Records from a data source —
Segment Open

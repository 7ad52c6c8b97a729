//! Expense categories
//!
//! The tracker ships a fixed set of categories (Food, Home, School, Study)
//! for the interactive picker, but the ledger file does not enforce the set:
//! any label found on disk is carried verbatim as a custom category.

use serde::{Deserialize, Serialize};
use std::fmt;

/// Category labels offered by the interactive picker, in menu order
pub const DEFAULT_CATEGORIES: [&str; 4] = ["Food", "Home", "School", "Study"];

/// An expense category
#[derive(Debug, Clone, PartialEq, Eq, Hash, Serialize, Deserialize)]
#[serde(from = "String", into = "String")]
pub enum Category {
    Food,
    Home,
    School,
    Study,
    /// Any other label, preserved verbatim
    Other(String),
}

impl Category {
    /// Parse a category label
    ///
    /// Known labels map to their fixed variant; anything else becomes
    /// `Other` so that round-tripping through the ledger file never alters
    /// a label.
    pub fn parse(label: &str) -> Self {
        match label {
            "Food" => Self::Food,
            "Home" => Self::Home,
            "School" => Self::School,
            "Study" => Self::Study,
            other => Self::Other(other.to_string()),
        }
    }

    /// The label text as written to the ledger file
    pub fn label(&self) -> &str {
        match self {
            Self::Food => "Food",
            Self::Home => "Home",
            Self::School => "School",
            Self::Study => "Study",
            Self::Other(label) => label,
        }
    }
}

impl fmt::Display for Category {
    fn fmt(&self, f: &mut fmt::Formatter<'_>) -> fmt::Result {
        f.write_str(self.label())
    }
}

impl From<String> for Category {
    fn from(label: String) -> Self {
        Self::parse(&label)
    }
}

impl From<Category> for String {
    fn from(category: Category) -> Self {
        category.label().to_string()
    }
}
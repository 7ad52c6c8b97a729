//! File I/O utilities with atomic writes
//!
//! Provides safe text-file operations that won't corrupt data on failure.

use std::fs::{self, File, OpenOptions};
use std::io::{BufWriter, Write};
use std::path::Path;

use crate::error::SpendError;

/// Append a single line to a file, creating the file and its parent
/// directory if absent
pub fn append_line<P: AsRef<Path>>(path: P, line: &str) -> Result<(), SpendError> {
    let path = path.as_ref();

    ensure_parent_dir(path)?;

    let mut file = OpenOptions::new()
        .create(true)
        .append(true)
        .open(path)
        .map_err(|e| SpendError::Storage(format!("Failed to open {}: {}", path.display(), e)))?;

    writeln!(file, "{}", line)
        .map_err(|e| SpendError::Storage(format!("Failed to write {}: {}", path.display(), e)))?;

    Ok(())
}

/// Rewrite a file atomically from a sequence of lines (write to temp, then rename)
///
/// This ensures that the file is either completely written or not modified at
/// all, preventing corruption on crashes or power failures.
pub fn write_lines_atomic<P, I, S>(path: P, lines: I) -> Result<(), SpendError>
where
    P: AsRef<Path>,
    I: IntoIterator<Item = S>,
    S: AsRef<str>,
{
    let path = path.as_ref();

    ensure_parent_dir(path)?;

    // Temp file in the same directory (important for atomic rename)
    let temp_path = path.with_extension("csv.tmp");

    let file = File::create(&temp_path)
        .map_err(|e| SpendError::Storage(format!("Failed to create temp file: {}", e)))?;

    let mut writer = BufWriter::new(file);
    for line in lines {
        writeln!(writer, "{}", line.as_ref())
            .map_err(|e| SpendError::Storage(format!("Failed to write data: {}", e)))?;
    }

    writer
        .flush()
        .map_err(|e| SpendError::Storage(format!("Failed to flush data: {}", e)))?;

    // Sync to disk before rename
    writer
        .get_ref()
        .sync_all()
        .map_err(|e| SpendError::Storage(format!("Failed to sync data: {}", e)))?;

    // Atomic rename
    fs::rename(&temp_path, path).map_err(|e| {
        // Try to clean up temp file if rename fails
        let _ = fs::remove_file(&temp_path);
        SpendError::Storage(format!("Failed to rename temp file: {}", e))
    })?;

    Ok(())
}

fn ensure_parent_dir(path: &Path) -> Result<(), SpendError> {
    if let Some(parent) = path.parent() {
        fs::create_dir_all(parent).map_err(|e| {
            SpendError::Storage(format!(
                "Failed to create directory {}: {}",
                parent.display(),
                e
            ))
        })?;
    }
    Ok(())
}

Segment Closed

THE PROBLEM —
Whenever the word "OpenOptions" shows up in a line of the entries, copy that line.

REPLY —
use std::fs::{self, File, OpenOptions};
    let mut file = OpenOptions::new()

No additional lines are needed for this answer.